Tuesday, August 16, 2011

Egyptian traditional clothes

Egypt had a range of traditional costumes. The farmers (fellahin) basically wear gallibayas. In the cities the upper classes adopted the clothes of their conquerors - Ottoman Turks from 1500s, and later European from 1798. To the south the Nubians have their own distinctive costume and across the desert the Bedouin also have a separate style of clothing.
Peasant women would wear a gallebaya outdoors but in the city gallibaya tended to be worn only indoors. For public wear a woman would wear a wide woman's dress called a tob sebleh.
Wide trousers were worn as underclothing (tshalvar or shintijan) gathered below knee and falling to ankles.

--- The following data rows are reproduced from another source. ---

use std::sync::Arc;

use axum::{
    extract::{Extension, Query},
    routing::get,
    Json, Router,
};
use sea_orm::{DatabaseConnection, TransactionTrait};
use tracing::debug;

use crate::catalog::{self, MenuFilter, MenuListing};
use crate::error::ApiResult;

pub fn menu_router() -> Router {
    Router::new().route("/menu", get(get_menu))
}

async fn get_menu(
    Query(filter): Query<MenuFilter>,
    Extension(db): Extension<Arc<DatabaseConnection>>,
) -> ApiResult<Json<MenuListing>> {
    let txn = db.begin().await?;
    let listing = catalog::menu_listing(&txn, &filter).await?;
    txn.commit().await?;
    debug!(
        category = ?listing.selected_category.as_ref().map(|c| c.id),
        subcategory = ?listing.selected_subcategory.as_ref().map(|s| s.id),
        menus = listing.menus.len(),
        "Resolved menu listing"
    );
    Ok(Json(listing))
}
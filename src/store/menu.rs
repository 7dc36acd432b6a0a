//! Menu categories, subcategories, menu items, variants and add-ons.

use chrono::Utc;
use rust_decimal::Decimal;
use sea_orm::{ActiveModelTrait, ConnectionTrait, IntoActiveModel, Set};
use serde::Deserialize;
use validator::Validate;

use super::{find, require_live, StoreError};
use crate::assets::validate_asset_path;
use crate::entities::{menu, menu_addon, menu_category, menu_subcategory, menu_variant};
use crate::slug::{blank_as_none, unique_slug, validate_slug, validate_sluggable};

#[derive(Clone, Debug, Deserialize, Validate)]
pub struct MenuCategoryForm {
    #[validate(length(min = 1, max = 255), custom(function = "validate_sluggable"))]
    pub name: String,
    #[serde(default, deserialize_with = "blank_as_none")]
    #[validate(custom(function = "validate_slug"))]
    pub slug: Option<String>,
}

#[derive(Clone, Debug, Deserialize, Validate)]
pub struct MenuSubcategoryForm {
    pub menu_category_id: i32,
    pub menu_addon_id: Option<i32>,
    #[validate(length(min = 1, max = 255), custom(function = "validate_sluggable"))]
    pub name: String,
    #[validate(custom(function = "validate_asset_path"))]
    pub pdf_path: Option<String>,
    #[serde(default, deserialize_with = "blank_as_none")]
    #[validate(custom(function = "validate_slug"))]
    pub slug: Option<String>,
}

#[derive(Clone, Debug, Deserialize, Validate)]
pub struct MenuForm {
    pub menu_subcategory_id: i32,
    #[validate(length(min = 1, max = 255))]
    pub name: String,
    pub description: Option<String>,
    pub price: Option<Decimal>,
    #[validate(custom(function = "validate_asset_path"))]
    pub image: Option<String>,
}

#[derive(Clone, Debug, Deserialize, Validate)]
pub struct MenuVariantForm {
    pub menu_id: i32,
    #[validate(length(max = 255))]
    pub name: Option<String>,
}

#[derive(Clone, Debug, Deserialize, Validate)]
pub struct MenuAddonForm {
    #[validate(length(min = 1, max = 255))]
    pub title: String,
    pub description: Option<String>,
}

/// Pre-save slug rule for menu categories and subcategories.
///
/// A slug is only generated when none is stored or supplied; renaming never
/// touches an existing slug.
pub fn resolve_menu_slug(current: Option<&str>, supplied: Option<String>, name: &str) -> String {
    match (supplied.filter(|s| !s.is_empty()), current.filter(|s| !s.is_empty())) {
        (Some(slug), _) => slug,
        (None, Some(slug)) => slug.to_owned(),
        (None, None) => unique_slug(name),
    }
}

fn negative_price(price: Option<Decimal>) -> Result<(), StoreError> {
    match price {
        Some(price) if price.is_sign_negative() => {
            Err(StoreError::Invalid("price must not be negative".into()))
        }
        _ => Ok(()),
    }
}

pub async fn create_category<C: ConnectionTrait>(
    db: &C,
    form: MenuCategoryForm,
) -> Result<menu_category::Model, StoreError> {
    let now = Utc::now();
    let slug = resolve_menu_slug(None, form.slug, &form.name);
    let model = menu_category::ActiveModel {
        name: Set(form.name),
        slug: Set(slug),
        created_at: Set(now),
        updated_at: Set(now),
        ..Default::default()
    }
    .insert(db)
    .await?;
    Ok(model)
}

pub async fn update_category<C: ConnectionTrait>(
    db: &C,
    id: i32,
    form: MenuCategoryForm,
) -> Result<menu_category::Model, StoreError> {
    let current = find::<menu_category::Entity, C>(db, id, false)
        .await?
        .ok_or_else(|| StoreError::NotFound(format!("Menu category {id}")))?;
    let slug = resolve_menu_slug(Some(&current.slug), form.slug, &form.name);
    let mut active = current.into_active_model();
    active.name = Set(form.name);
    active.slug = Set(slug);
    active.updated_at = Set(Utc::now());
    Ok(active.update(db).await?)
}

pub async fn create_subcategory<C: ConnectionTrait>(
    db: &C,
    form: MenuSubcategoryForm,
) -> Result<menu_subcategory::Model, StoreError> {
    check_subcategory_parents(db, &form).await?;
    let now = Utc::now();
    let slug = resolve_menu_slug(None, form.slug, &form.name);
    let model = menu_subcategory::ActiveModel {
        menu_category_id: Set(form.menu_category_id),
        menu_addon_id: Set(form.menu_addon_id),
        name: Set(form.name),
        pdf_path: Set(form.pdf_path),
        slug: Set(slug),
        created_at: Set(now),
        updated_at: Set(now),
        ..Default::default()
    }
    .insert(db)
    .await?;
    Ok(model)
}

pub async fn update_subcategory<C: ConnectionTrait>(
    db: &C,
    id: i32,
    form: MenuSubcategoryForm,
) -> Result<menu_subcategory::Model, StoreError> {
    let current = find::<menu_subcategory::Entity, C>(db, id, false)
        .await?
        .ok_or_else(|| StoreError::NotFound(format!("Menu subcategory {id}")))?;
    check_subcategory_parents(db, &form).await?;
    let slug = resolve_menu_slug(Some(&current.slug), form.slug, &form.name);
    let mut active = current.into_active_model();
    active.menu_category_id = Set(form.menu_category_id);
    active.menu_addon_id = Set(form.menu_addon_id);
    active.name = Set(form.name);
    active.pdf_path = Set(form.pdf_path);
    active.slug = Set(slug);
    active.updated_at = Set(Utc::now());
    Ok(active.update(db).await?)
}

async fn check_subcategory_parents<C: ConnectionTrait>(
    db: &C,
    form: &MenuSubcategoryForm,
) -> Result<(), StoreError> {
    require_live::<menu_category::Entity, C>(db, form.menu_category_id, "Menu category").await?;
    if let Some(addon_id) = form.menu_addon_id {
        require_live::<menu_addon::Entity, C>(db, addon_id, "Menu addon").await?;
    }
    Ok(())
}

pub async fn create_menu<C: ConnectionTrait>(
    db: &C,
    form: MenuForm,
) -> Result<menu::Model, StoreError> {
    negative_price(form.price)?;
    require_live::<menu_subcategory::Entity, C>(db, form.menu_subcategory_id, "Menu subcategory")
        .await?;
    let now = Utc::now();
    let model = menu::ActiveModel {
        menu_subcategory_id: Set(form.menu_subcategory_id),
        name: Set(form.name),
        description: Set(form.description),
        price: Set(form.price),
        image: Set(form.image),
        created_at: Set(now),
        updated_at: Set(now),
        ..Default::default()
    }
    .insert(db)
    .await?;
    Ok(model)
}

pub async fn update_menu<C: ConnectionTrait>(
    db: &C,
    id: i32,
    form: MenuForm,
) -> Result<menu::Model, StoreError> {
    negative_price(form.price)?;
    let current = find::<menu::Entity, C>(db, id, false)
        .await?
        .ok_or_else(|| StoreError::NotFound(format!("Menu {id}")))?;
    require_live::<menu_subcategory::Entity, C>(db, form.menu_subcategory_id, "Menu subcategory")
        .await?;
    let mut active = current.into_active_model();
    active.menu_subcategory_id = Set(form.menu_subcategory_id);
    active.name = Set(form.name);
    active.description = Set(form.description);
    active.price = Set(form.price);
    active.image = Set(form.image);
    active.updated_at = Set(Utc::now());
    Ok(active.update(db).await?)
}

pub async fn create_variant<C: ConnectionTrait>(
    db: &C,
    form: MenuVariantForm,
) -> Result<menu_variant::Model, StoreError> {
    require_live::<menu::Entity, C>(db, form.menu_id, "Menu").await?;
    let now = Utc::now();
    let model = menu_variant::ActiveModel {
        menu_id: Set(form.menu_id),
        name: Set(form.name),
        created_at: Set(now),
        updated_at: Set(now),
        ..Default::default()
    }
    .insert(db)
    .await?;
    Ok(model)
}

pub async fn update_variant<C: ConnectionTrait>(
    db: &C,
    id: i32,
    form: MenuVariantForm,
) -> Result<menu_variant::Model, StoreError> {
    let current = find::<menu_variant::Entity, C>(db, id, false)
        .await?
        .ok_or_else(|| StoreError::NotFound(format!("Menu variant {id}")))?;
    require_live::<menu::Entity, C>(db, form.menu_id, "Menu").await?;
    let mut active = current.into_active_model();
    active.menu_id = Set(form.menu_id);
    active.name = Set(form.name);
    active.updated_at = Set(Utc::now());
    Ok(active.update(db).await?)
}

pub async fn create_addon<C: ConnectionTrait>(
    db: &C,
    form: MenuAddonForm,
) -> Result<menu_addon::Model, StoreError> {
    let now = Utc::now();
    let model = menu_addon::ActiveModel {
        title: Set(form.title),
        description: Set(form.description),
        created_at: Set(now),
        updated_at: Set(now),
        ..Default::default()
    }
    .insert(db)
    .await?;
    Ok(model)
}

pub async fn update_addon<C: ConnectionTrait>(
    db: &C,
    id: i32,
    form: MenuAddonForm,
) -> Result<menu_addon::Model, StoreError> {
    let current = find::<menu_addon::Entity, C>(db, id, false)
        .await?
        .ok_or_else(|| StoreError::NotFound(format!("Menu addon {id}")))?;
    let mut active = current.into_active_model();
    active.title = Set(form.title);
    active.description = Set(form.description);
    active.updated_at = Set(Utc::now());
    Ok(active.update(db).await?)
}
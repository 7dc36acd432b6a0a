use sea_orm::entity::prelude::*;
use serde::Serialize;

#[derive(Clone, Debug, PartialEq, DeriveEntityModel, Serialize)]
#[sea_orm(table_name = "menu_category")]
pub struct Model {
    #[sea_orm(primary_key)]
    pub id: i32,
    pub name: String,
    #[sea_orm(unique)]
    pub slug: String,
    pub created_at: DateTimeUtc,
    pub updated_at: DateTimeUtc,
    #[sea_orm(nullable)]
    pub deleted_at: Option<DateTimeUtc>,
}

#[derive(Copy, Clone, Debug, EnumIter, DeriveRelation)]
pub enum Relation {
    #[sea_orm(has_many = "super::menu_subcategory::Entity")]
    Subcategories,
    #[sea_orm(has_many = "super::gallery_menu_category::Entity")]
    Thumbnails,
}

impl Related<super::menu_subcategory::Entity> for Entity {
    fn to() -> RelationDef {
        Relation::Subcategories.def()
    }
}

impl Related<super::gallery_menu_category::Entity> for Entity {
    fn to() -> RelationDef {
        Relation::Thumbnails.def()
    }
}

impl ActiveModelBehavior for ActiveModel {}
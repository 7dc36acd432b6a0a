use sea_orm::entity::prelude::*;
use serde::Serialize;

#[derive(Clone, Debug, PartialEq, DeriveEntityModel, Serialize)]
#[sea_orm(table_name = "gallery")]
pub struct Model {
    #[sea_orm(primary_key)]
    pub id: i32,
    #[sea_orm(indexed)]
    pub gallery_category_id: i32,
    pub name: String,
    #[sea_orm(column_type = "Text", nullable)]
    pub description: Option<String>,
    #[sea_orm(nullable)]
    pub image: Option<String>,
    pub created_at: DateTimeUtc,
    pub updated_at: DateTimeUtc,
    #[sea_orm(nullable)]
    pub deleted_at: Option<DateTimeUtc>,
}

#[derive(Copy, Clone, Debug, EnumIter, DeriveRelation)]
pub enum Relation {
    #[sea_orm(
        belongs_to = "super::gallery_category::Entity",
        from = "Column::GalleryCategoryId",
        to = "super::gallery_category::Column::Id",
        on_update = "Cascade",
        on_delete = "Cascade"
    )]
    Category,
}

impl Related<super::gallery_category::Entity> for Entity {
    fn to() -> RelationDef {
        Relation::Category.def()
    }
}

impl ActiveModelBehavior for ActiveModel {}
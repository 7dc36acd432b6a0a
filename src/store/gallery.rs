//! Gallery categories, gallery items and menu-category thumbnails.

use chrono::Utc;
use sea_orm::{ActiveModelTrait, ConnectionTrait, IntoActiveModel, Set};
use serde::Deserialize;
use validator::Validate;

use super::{find, require_live, StoreError};
use crate::assets::validate_asset_path;
use crate::entities::{gallery, gallery_category, gallery_menu_category, menu_category};
use crate::slug::{derive_slug, validate_sluggable};

/// The slug is not part of the form: it always follows the name.
#[derive(Clone, Debug, Deserialize, Validate)]
pub struct GalleryCategoryForm {
    #[validate(length(min = 1, max = 255), custom(function = "validate_sluggable"))]
    pub name: String,
    pub description: Option<String>,
}

#[derive(Clone, Debug, Deserialize, Validate)]
pub struct GalleryForm {
    pub gallery_category_id: i32,
    #[validate(length(min = 1, max = 255))]
    pub name: String,
    pub description: Option<String>,
    #[validate(custom(function = "validate_asset_path"))]
    pub image: Option<String>,
}

#[derive(Clone, Debug, Deserialize, Validate)]
pub struct ThumbnailForm {
    pub menu_category_id: i32,
    #[validate(length(min = 1, max = 255))]
    pub name: String,
    #[validate(length(min = 1), custom(function = "validate_asset_path"))]
    pub image: String,
}

// Recomputed on every save, without a uniqueness token.
fn gallery_category_slug(name: &str) -> String {
    derive_slug(name, None)
}

pub async fn create_category<C: ConnectionTrait>(
    db: &C,
    form: GalleryCategoryForm,
) -> Result<gallery_category::Model, StoreError> {
    let now = Utc::now();
    let model = gallery_category::ActiveModel {
        slug: Set(gallery_category_slug(&form.name)),
        name: Set(form.name),
        description: Set(form.description),
        created_at: Set(now),
        updated_at: Set(now),
        ..Default::default()
    }
    .insert(db)
    .await?;
    Ok(model)
}

pub async fn update_category<C: ConnectionTrait>(
    db: &C,
    id: i32,
    form: GalleryCategoryForm,
) -> Result<gallery_category::Model, StoreError> {
    let current = find::<gallery_category::Entity, C>(db, id, false)
        .await?
        .ok_or_else(|| StoreError::NotFound(format!("Gallery category {id}")))?;
    let mut active = current.into_active_model();
    active.slug = Set(gallery_category_slug(&form.name));
    active.name = Set(form.name);
    active.description = Set(form.description);
    active.updated_at = Set(Utc::now());
    Ok(active.update(db).await?)
}

pub async fn create_gallery<C: ConnectionTrait>(
    db: &C,
    form: GalleryForm,
) -> Result<gallery::Model, StoreError> {
    require_live::<gallery_category::Entity, C>(db, form.gallery_category_id, "Gallery category")
        .await?;
    let now = Utc::now();
    let model = gallery::ActiveModel {
        gallery_category_id: Set(form.gallery_category_id),
        name: Set(form.name),
        description: Set(form.description),
        image: Set(form.image),
        created_at: Set(now),
        updated_at: Set(now),
        ..Default::default()
    }
    .insert(db)
    .await?;
    Ok(model)
}

pub async fn update_gallery<C: ConnectionTrait>(
    db: &C,
    id: i32,
    form: GalleryForm,
) -> Result<gallery::Model, StoreError> {
    let current = find::<gallery::Entity, C>(db, id, false)
        .await?
        .ok_or_else(|| StoreError::NotFound(format!("Gallery {id}")))?;
    require_live::<gallery_category::Entity, C>(db, form.gallery_category_id, "Gallery category")
        .await?;
    let mut active = current.into_active_model();
    active.gallery_category_id = Set(form.gallery_category_id);
    active.name = Set(form.name);
    active.description = Set(form.description);
    active.image = Set(form.image);
    active.updated_at = Set(Utc::now());
    Ok(active.update(db).await?)
}

pub async fn create_thumbnail<C: ConnectionTrait>(
    db: &C,
    form: ThumbnailForm,
) -> Result<gallery_menu_category::Model, StoreError> {
    require_live::<menu_category::Entity, C>(db, form.menu_category_id, "Menu category").await?;
    let now = Utc::now();
    let model = gallery_menu_category::ActiveModel {
        menu_category_id: Set(form.menu_category_id),
        name: Set(form.name),
        image: Set(form.image),
        created_at: Set(now),
        updated_at: Set(now),
        ..Default::default()
    }
    .insert(db)
    .await?;
    Ok(model)
}

pub async fn update_thumbnail<C: ConnectionTrait>(
    db: &C,
    id: i32,
    form: ThumbnailForm,
) -> Result<gallery_menu_category::Model, StoreError> {
    let current = find::<gallery_menu_category::Entity, C>(db, id, false)
        .await?
        .ok_or_else(|| StoreError::NotFound(format!("Menu category image {id}")))?;
    require_live::<menu_category::Entity, C>(db, form.menu_category_id, "Menu category").await?;
    let mut active = current.into_active_model();
    active.menu_category_id = Set(form.menu_category_id);
    active.name = Set(form.name);
    active.image = Set(form.image);
    active.updated_at = Set(Utc::now());
    Ok(active.update(db).await?)
}
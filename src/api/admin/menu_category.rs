use std::sync::Arc;

use axum::{
    extract::{Extension, Path, Query},
    http::StatusCode,
    routing::get,
    Json, Router,
};
use sea_orm::{DatabaseConnection, TransactionTrait};
use tracing::info;
use validator::Validate;

use super::lifecycle::{lifecycle_router, soft_delete_route};
use super::ReadQuery;
use crate::entities::menu_category::{self, Entity as MenuCategoryEntity};
use crate::error::{ApiError, ApiResult};
use crate::store::{self, lifecycle::ContentKind, menu::MenuCategoryForm};

pub fn admin_menu_category_router() -> Router {
    Router::new()
        .route("/menu-categories", get(list_menu_categories).post(create_menu_category))
        .route(
            "/menu-categories/:id",
            get(get_menu_category)
                .put(update_menu_category)
                .merge(soft_delete_route(ContentKind::MenuCategory)),
        )
        .merge(lifecycle_router(ContentKind::MenuCategory))
}

async fn list_menu_categories(
    Query(params): Query<ReadQuery>,
    Extension(db): Extension<Arc<DatabaseConnection>>,
) -> ApiResult<Json<Vec<menu_category::Model>>> {
    let rows = store::list::<MenuCategoryEntity, _>(&*db, params.include_deleted).await?;
    Ok(Json(rows))
}

async fn get_menu_category(
    Path(id): Path<i32>,
    Query(params): Query<ReadQuery>,
    Extension(db): Extension<Arc<DatabaseConnection>>,
) -> ApiResult<Json<menu_category::Model>> {
    store::find::<MenuCategoryEntity, _>(&*db, id, params.include_deleted)
        .await?
        .map(Json)
        .ok_or_else(|| ApiError::NotFound(format!("Menu category {id}")))
}

async fn create_menu_category(
    Extension(db): Extension<Arc<DatabaseConnection>>,
    Json(payload): Json<MenuCategoryForm>,
) -> ApiResult<(StatusCode, Json<menu_category::Model>)> {
    payload.validate()?;
    let txn = db.begin().await?;
    let category = store::menu::create_category(&txn, payload).await?;
    txn.commit().await?;
    info!(id = category.id, slug = %category.slug, "Created menu category");
    Ok((StatusCode::CREATED, Json(category)))
}

async fn update_menu_category(
    Path(id): Path<i32>,
    Extension(db): Extension<Arc<DatabaseConnection>>,
    Json(payload): Json<MenuCategoryForm>,
) -> ApiResult<Json<menu_category::Model>> {
    payload.validate()?;
    let txn = db.begin().await?;
    let category = store::menu::update_category(&txn, id, payload).await?;
    txn.commit().await?;
    info!(id, slug = %category.slug, "Updated menu category");
    Ok(Json(category))
}
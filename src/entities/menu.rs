use sea_orm::entity::prelude::*;
use serde::Serialize;

/// A single dish or package on the menu.
///
/// There is no category column: the category is always reached through
/// the subcategory.
#[derive(Clone, Debug, PartialEq, DeriveEntityModel, Serialize)]
#[sea_orm(table_name = "menu")]
pub struct Model {
    #[sea_orm(primary_key)]
    pub id: i32,
    #[sea_orm(indexed)]
    pub menu_subcategory_id: i32,
    pub name: String,
    #[sea_orm(column_type = "Text", nullable)]
    pub description: Option<String>,
    #[sea_orm(column_type = "Decimal(Some((12, 2)))", nullable)]
    pub price: Option<Decimal>,
    #[sea_orm(nullable)]
    pub image: Option<String>,
    pub created_at: DateTimeUtc,
    pub updated_at: DateTimeUtc,
    #[sea_orm(nullable)]
    pub deleted_at: Option<DateTimeUtc>,
}

#[derive(Copy, Clone, Debug, EnumIter, DeriveRelation)]
pub enum Relation {
    #[sea_orm(
        belongs_to = "super::menu_subcategory::Entity",
        from = "Column::MenuSubcategoryId",
        to = "super::menu_subcategory::Column::Id",
        on_update = "Cascade",
        on_delete = "Cascade"
    )]
    Subcategory,
    #[sea_orm(has_many = "super::menu_variant::Entity")]
    Variants,
}

impl Related<super::menu_subcategory::Entity> for Entity {
    fn to() -> RelationDef {
        Relation::Subcategory.def()
    }
}

impl Related<super::menu_variant::Entity> for Entity {
    fn to() -> RelationDef {
        Relation::Variants.def()
    }
}

impl ActiveModelBehavior for ActiveModel {}
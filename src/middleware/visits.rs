//! Best-effort visit log.
//!
//! Every request is described by a [`VisitMetadata`] that is pushed onto a
//! bounded [`VisitQueue`]. A single writer task drains the queue into a
//! [`VisitRecorder`], so at most one visit write is in flight at a time. The
//! request never waits for the recorder and never sees its errors; when the
//! queue is full the visit is dropped.

use std::{future::Future, net::SocketAddr, pin::Pin, sync::Arc};

use axum::{
    extract::{ConnectInfo, Request, State},
    http::{header, HeaderMap},
    middleware::Next,
    response::Response,
};
use sea_orm::{DatabaseConnection, DbErr};
use tokio::sync::mpsc::{self, error::TrySendError};
use tracing::{debug, warn};

use crate::store::visit::{record_visit, VisitMetadata};

pub type RecordFuture = Pin<Box<dyn Future<Output = Result<(), DbErr>> + Send + 'static>>;

pub trait VisitRecorder: Send + Sync {
    fn record(&self, visit: VisitMetadata) -> RecordFuture;
}

/// Writes visits into the `visit` table.
#[derive(Clone)]
pub struct DbVisitRecorder {
    db: DatabaseConnection,
}

impl DbVisitRecorder {
    pub fn new(db: DatabaseConnection) -> Self {
        DbVisitRecorder { db }
    }
}

impl VisitRecorder for DbVisitRecorder {
    fn record(&self, visit: VisitMetadata) -> RecordFuture {
        let db = self.db.clone();
        Box::pin(async move { record_visit(&db, visit).await.map(|_| ()) })
    }
}

pub const DEFAULT_QUEUE_CAPACITY: usize = 1024;

/// Sending half of the visit log. Cloned into the middleware.
#[derive(Clone)]
pub struct VisitQueue {
    sender: mpsc::Sender<VisitMetadata>,
}

impl VisitQueue {
    /// Starts the writer task. Must be called inside a tokio runtime.
    pub fn spawn(recorder: Arc<dyn VisitRecorder>, capacity: usize) -> Self {
        let (sender, mut receiver) = mpsc::channel::<VisitMetadata>(capacity.max(1));
        tokio::spawn(async move {
            while let Some(visit) = receiver.recv().await {
                let path = visit.path.clone();
                if let Err(err) = recorder.record(visit).await {
                    warn!(path = %path, error = %err, "Failed to record visit");
                }
            }
            debug!("Visit queue closed");
        });
        VisitQueue { sender }
    }

    /// Enqueues without waiting; returns `false` when the visit was dropped.
    pub fn push(&self, visit: VisitMetadata) -> bool {
        match self.sender.try_send(visit) {
            Ok(()) => true,
            Err(TrySendError::Full(visit)) => {
                warn!(path = %visit.path, "Visit queue full, visit dropped");
                false
            }
            Err(TrySendError::Closed(visit)) => {
                debug!(path = %visit.path, "Visit queue closed");
                false
            }
        }
    }
}

pub async fn visit_middleware(
    State(queue): State<VisitQueue>,
    req: Request,
    next: Next,
) -> Response {
    queue.push(visit_metadata(&req));
    next.run(req).await
}

pub fn visit_metadata(req: &Request) -> VisitMetadata {
    let headers = req.headers();
    let peer = req
        .extensions()
        .get::<ConnectInfo<SocketAddr>>()
        .map(|ConnectInfo(addr)| addr.ip().to_string());

    VisitMetadata {
        ip_address: forwarded_for(headers)
            .or(peer)
            .unwrap_or_else(|| "unknown".to_string()),
        user_agent: header_value(headers, header::USER_AGENT.as_str()).unwrap_or_default(),
        url: full_url(req),
        referrer: header_value(headers, header::REFERER.as_str()),
        path: req.uri().path().to_string(),
    }
}

fn header_value(headers: &HeaderMap, name: &str) -> Option<String> {
    headers
        .get(name)
        .and_then(|value| value.to_str().ok())
        .map(str::to_string)
}

fn forwarded_for(headers: &HeaderMap) -> Option<String> {
    header_value(headers, "x-forwarded-for")?
        .split(',')
        .map(str::trim)
        .find(|hop| !hop.is_empty())
        .map(str::to_string)
}

fn full_url(req: &Request) -> String {
    let uri = req.uri();
    if uri.authority().is_some() {
        return uri.to_string();
    }
    let headers = req.headers();
    let scheme = header_value(headers, "x-forwarded-proto").unwrap_or_else(|| "http".to_string());
    let path_and_query = uri
        .path_and_query()
        .map(|pq| pq.as_str())
        .unwrap_or("/");
    match header_value(headers, header::HOST.as_str()) {
        Some(host) => format!("{scheme}://{host}{path_and_query}"),
        None => path_and_query.to_string(),
    }
}

#[cfg(test)]
mod tests {
    use super::*;
    use axum::body::Body;
    use std::sync::Mutex;
    use tokio::sync::Notify;

    fn visit(path: &str) -> VisitMetadata {
        VisitMetadata {
            ip_address: "127.0.0.1".to_string(),
            user_agent: String::new(),
            url: path.to_string(),
            referrer: None,
            path: path.to_string(),
        }
    }

    #[derive(Default)]
    struct Collecting {
        paths: Mutex<Vec<String>>,
        recorded: Notify,
    }

    impl VisitRecorder for Arc<Collecting> {
        fn record(&self, visit: VisitMetadata) -> RecordFuture {
            let this = Arc::clone(self);
            Box::pin(async move {
                this.paths.lock().unwrap().push(visit.path);
                this.recorded.notify_one();
                Ok(())
            })
        }
    }

    struct Stuck;

    impl VisitRecorder for Stuck {
        fn record(&self, _visit: VisitMetadata) -> RecordFuture {
            Box::pin(std::future::pending::<Result<(), DbErr>>())
        }
    }

    #[tokio::test]
    async fn writer_records_in_order() {
        let collecting = Arc::new(Collecting::default());
        let queue = VisitQueue::spawn(Arc::new(Arc::clone(&collecting)), 8);

        assert!(queue.push(visit("/")));
        assert!(queue.push(visit("/menu")));
        while collecting.paths.lock().unwrap().len() < 2 {
            collecting.recorded.notified().await;
        }
        assert_eq!(*collecting.paths.lock().unwrap(), vec!["/", "/menu"]);
    }

    #[tokio::test]
    async fn full_queue_drops_instead_of_waiting() {
        let queue = VisitQueue::spawn(Arc::new(Stuck), 1);

        // The writer takes the first visit and hangs on it forever.
        assert!(queue.push(visit("/a")));
        tokio::task::yield_now().await;
        let mut accepted = 0;
        for _ in 0..4 {
            if queue.push(visit("/b")) {
                accepted += 1;
            }
        }
        assert!(accepted <= 1);
    }

    #[test]
    fn collects_headers() {
        let req = Request::builder()
            .uri("/menu?category=makanan-ab12")
            .header(header::HOST, "catering.test")
            .header(header::USER_AGENT, "curl/8.0")
            .header(header::REFERER, "https://search.test/")
            .header("x-forwarded-for", "203.0.113.7, 10.0.0.1")
            .body(Body::empty())
            .unwrap();

        let visit = visit_metadata(&req);
        assert_eq!(visit.ip_address, "203.0.113.7");
        assert_eq!(visit.user_agent, "curl/8.0");
        assert_eq!(visit.url, "http://catering.test/menu?category=makanan-ab12");
        assert_eq!(visit.referrer.as_deref(), Some("https://search.test/"));
        assert_eq!(visit.path, "/menu");
    }

    #[test]
    fn falls_back_to_peer_address() {
        let mut req = Request::builder()
            .uri("/gallery")
            .body(Body::empty())
            .unwrap();
        req.extensions_mut()
            .insert(ConnectInfo(SocketAddr::from(([192, 0, 2, 1], 5555))));

        let visit = visit_metadata(&req);
        assert_eq!(visit.ip_address, "192.0.2.1");
        assert_eq!(visit.user_agent, "");
        assert_eq!(visit.referrer, None);
        assert_eq!(visit.url, "/gallery");
    }
}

The woman's kaftan was called a yelek. This was lined, with the neck open to breast and buttoned or laced along side seams for shaping. It had high side slit over trousers. Girded with shawl. Women would wear a shirt under the yelek, and a djubbeh or binnish over it.
In Alexandria and Cairo, women would also wear the melaya luf - a large rectangular wrap worn for modesty, warmth, and used to carry things.
City women often worn a bur`a - a long rectangular face veil either of white cotton or open weave - and a headscarf (sometimes over a skullcap - taqiyah). Another headcovering was the mandil (headscarf) sometimes decorated with pom poms. Among the fellahin a bag like hattah was sometimes worn.